Las imágenes fotogáficas que Darío Villalba transforma en pintura, tras una etapa en que aparecieron cubiertas de tachaduras (agresiones) se ofrecen ahora casi limpias. Es tal su valor icónico, su carácter emblemático, que, según él mismo afirma, apenas se atreve a tocarlas. Sin embargo, no puede dejarlas impunes. Como en el esgrima, las “toca”, lucha con ellas a “primera sangre” superponiéndoles pequeños toques de rojo en áreas generalmente no mortales (un hombro, una rodilla), y las deja vivir. Podría destruirlas. El higiénico blanco y negro no oculta su vulnerabilidad. La calma, no obstante, se impone, aunque con dureza. Quizá sólo de manera temporal. En la madurez, Villalba es capaz de analizar artísticamente todo este mundo de conflictos vitales, a pesar de su apasionado carácter. En la soledad del estudio su fervor creativo se ha intensificado de manera muy notable, se ha volcado en la traslación al lienzo del acrecentado deseo que invade a quienes ven escapar la juventud y a ver algo más cercana la muerte. Deseo sexual y deseo de vida, como se deja adivinar, por ejemplo, en la imagen congelada del anciano que se zambulle en la piscina.
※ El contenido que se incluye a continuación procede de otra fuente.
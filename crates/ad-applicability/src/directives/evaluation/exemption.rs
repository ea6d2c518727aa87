use super::model::matches_model;
use super::normalize::{extract_identifiers, normalize_mod_name};
use crate::directives::domain::ExemptingModification;

/// Outcome of the exemption check; `reason` names both modification strings
/// when an exemption applies.
#[derive(Debug, Clone, PartialEq, Eq)]
pub struct ExemptionVerdict {
    pub exempted: bool,
    pub reason: String,
}

impl ExemptionVerdict {
    fn not_exempted(reason: impl Into<String>) -> Self {
        Self {
            exempted: false,
            reason: reason.into(),
        }
    }
}

/// Decide whether the aircraft's embodied modifications exempt it from an AD.
///
/// Exemption needs positive evidence: no applied modifications or no exemption
/// rules means not exempted. Each rule is gated by its model scope first (an
/// empty scope covers every model the AD names), then every applied
/// modification is fuzzily matched against the rule text. The first hit wins.
pub fn check_exemption(
    aircraft_model: &str,
    applied_mods: &[String],
    exemptions: &[ExemptingModification],
) -> ExemptionVerdict {
    if applied_mods.is_empty() {
        return ExemptionVerdict::not_exempted("No modifications applied");
    }

    if exemptions.is_empty() {
        return ExemptionVerdict::not_exempted("No exempting modifications defined");
    }

    for exemption in exemptions {
        if !applies_to_model(exemption, aircraft_model) {
            continue;
        }

        for applied in applied_mods {
            if fuzzy_mod_match(applied, &exemption.modification) {
                return ExemptionVerdict {
                    exempted: true,
                    reason: format!(
                        "Has exempting modification: '{applied}' matches '{}'",
                        exemption.modification
                    ),
                };
            }
        }
    }

    ExemptionVerdict::not_exempted("No applicable exempting modifications found")
}

// Scope gate: an exemption restricted to certain models only fires for
// aircraft matching at least one of them. Same AD can carry sibling-family
// exemptions ("mod 24591" for A320, "mod 24977" for A321) that must not leak
// across families.
fn applies_to_model(exemption: &ExemptingModification, aircraft_model: &str) -> bool {
    if exemption.applicable_models.is_empty() {
        return true;
    }

    exemption
        .applicable_models
        .iter()
        .any(|model| matches_model(aircraft_model, model))
}

// Record keeping and directive text rarely agree on exact modification names
// ("Airbus mod 24591" vs "mod 24591 (production)"), so equality is relaxed to
// normalized containment in either direction, or shared extracted identifiers.
fn fuzzy_mod_match(applied: &str, exempting: &str) -> bool {
    let applied_norm = normalize_mod_name(applied);
    let exempting_norm = normalize_mod_name(exempting);

    if applied_norm == exempting_norm
        || applied_norm.contains(&exempting_norm)
        || exempting_norm.contains(&applied_norm)
    {
        return true;
    }

    let applied_ids = extract_identifiers(&applied_norm);
    let exempting_ids = extract_identifiers(&exempting_norm);
    applied_ids.intersection(&exempting_ids).next().is_some()
}

#[cfg(test)]
mod tests {
    use super::*;

    fn applied(mods: &[&str]) -> Vec<String> {
        mods.iter().map(|value| value.to_string()).collect()
    }

    #[test]
    fn no_applied_modifications_is_never_exempt() {
        let rules = vec![ExemptingModification::universal("mod 24591")];
        let verdict = check_exemption("A320-214", &[], &rules);
        assert!(!verdict.exempted);
        assert_eq!(verdict.reason, "No modifications applied");
    }

    #[test]
    fn no_rules_is_never_exempt() {
        let verdict = check_exemption("A320-214", &applied(&["mod 24591"]), &[]);
        assert!(!verdict.exempted);
        assert_eq!(verdict.reason, "No exempting modifications defined");
    }

    #[test]
    fn identifier_overlap_matches_differently_worded_names() {
        let rules = vec![ExemptingModification::scoped(
            "Airbus modification 24591",
            ["A320-214"],
        )];
        let verdict = check_exemption("A320-214", &applied(&["mod 24591 (production)"]), &rules);
        assert!(verdict.exempted);
        assert!(verdict.reason.contains("mod 24591 (production)"));
        assert!(verdict.reason.contains("Airbus modification 24591"));
    }

    #[test]
    fn scope_mismatch_blocks_an_otherwise_matching_modification() {
        let rules = vec![ExemptingModification::scoped(
            "Airbus modification 24591",
            ["A320-214"],
        )];
        let verdict = check_exemption("A321-111", &applied(&["mod 24591 (production)"]), &rules);
        assert!(!verdict.exempted);
        assert_eq!(
            verdict.reason,
            "No applicable exempting modifications found"
        );
    }

    #[test]
    fn empty_scope_applies_to_all_models() {
        let rules = vec![ExemptingModification::universal("SB A320-57-1089")];
        let verdict = check_exemption(
            "A321-112",
            &applied(&["SB A320-57-1089 Rev 04"]),
            &rules,
        );
        assert!(verdict.exempted);
    }

    #[test]
    fn first_matching_rule_wins_in_list_order() {
        let rules = vec![
            ExemptingModification::scoped("mod 24977", ["A321"]),
            ExemptingModification::universal("mod 24977"),
        ];
        let verdict = check_exemption("A321-112", &applied(&["mod 24977 (production)"]), &rules);
        assert!(verdict.exempted);
        assert!(verdict.reason.contains("'mod 24977'"));
    }

    #[test]
    fn unrelated_modifications_do_not_match() {
        let rules = vec![ExemptingModification::universal("Airbus modification 24591")];
        let verdict = check_exemption("A320-214", &applied(&["mod 31337"]), &rules);
        assert!(!verdict.exempted);
    }
}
Las pétreas superficies, áridas y desérticas que encierran al Adán de Darío Villalba, contienen amenazas de muerte. Su cualidad cenicienta, en este contexto, hace pensar en ese impresionante rito de la señalización de una cruz en la frente del creyente el Miércoles de ceniza, acompañado de la salmodia “Polvo eres y en polvo te convertirás”. Del Paraíso que ha dejado atrás, por otro lado, no ha quedado otra cosa que una hoja de eucalipto, rota, adherida a la pintura. No en vano los botánicos, para describir la forma de la hoja del eucalipto adulto, utilizan la imagen de la guadaña.

(Publicado en la revista Arte y Parte nº8, Madrid, abril-mayo 1997. Reeditado en el catálogo de la exposición del artista Fundació Pilar i Joan Miró, Palma de Mallorca, 1998).